What to work on = Print the data that follows again, keeping every line exact.

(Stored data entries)
use uuid::Uuid;

use crate::{common::error::AppError, config::AppState, middleware::auth::AuthenticatedUser};

// ---
// Helper de autorização por loja
// ---
/// Confere no banco que a loja do cabeçalho X-Store-ID pertence ao
/// usuário autenticado antes de qualquer operação escopada.
pub(crate) async fn ensure_store_access(
    app_state: &AppState,
    store_id: Uuid,
    user: &AuthenticatedUser,
) -> Result<(), AppError> {
    let owns = app_state
        .catalog_repo
        .check_store_owner(store_id, user.0.id)
        .await?;

    if !owns {
        return Err(AppError::StoreAccessDenied);
    }
    Ok(())
}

Solution to this exercise =
use uuid::Uuid;

use crate::{common::error::AppError, config::AppState, middleware::auth::AuthenticatedUser};

// ---
// Helper de autorização por loja
// ---
/// Confere no banco que a loja do cabeçalho X-Store-ID pertence ao
/// usuário autenticado antes de qualquer operação escopada.
pub(crate) async fn ensure_store_access(
    app_state: &AppState,
    store_id: Uuid,
    user: &AuthenticatedUser,
) -> Result<(), AppError> {
    let owns = app_state
        .catalog_repo
        .check_store_owner(store_id, user.0.id)
        .await?;

    if !owns {
        return Err(AppError::StoreAccessDenied);
    }
    Ok(())
}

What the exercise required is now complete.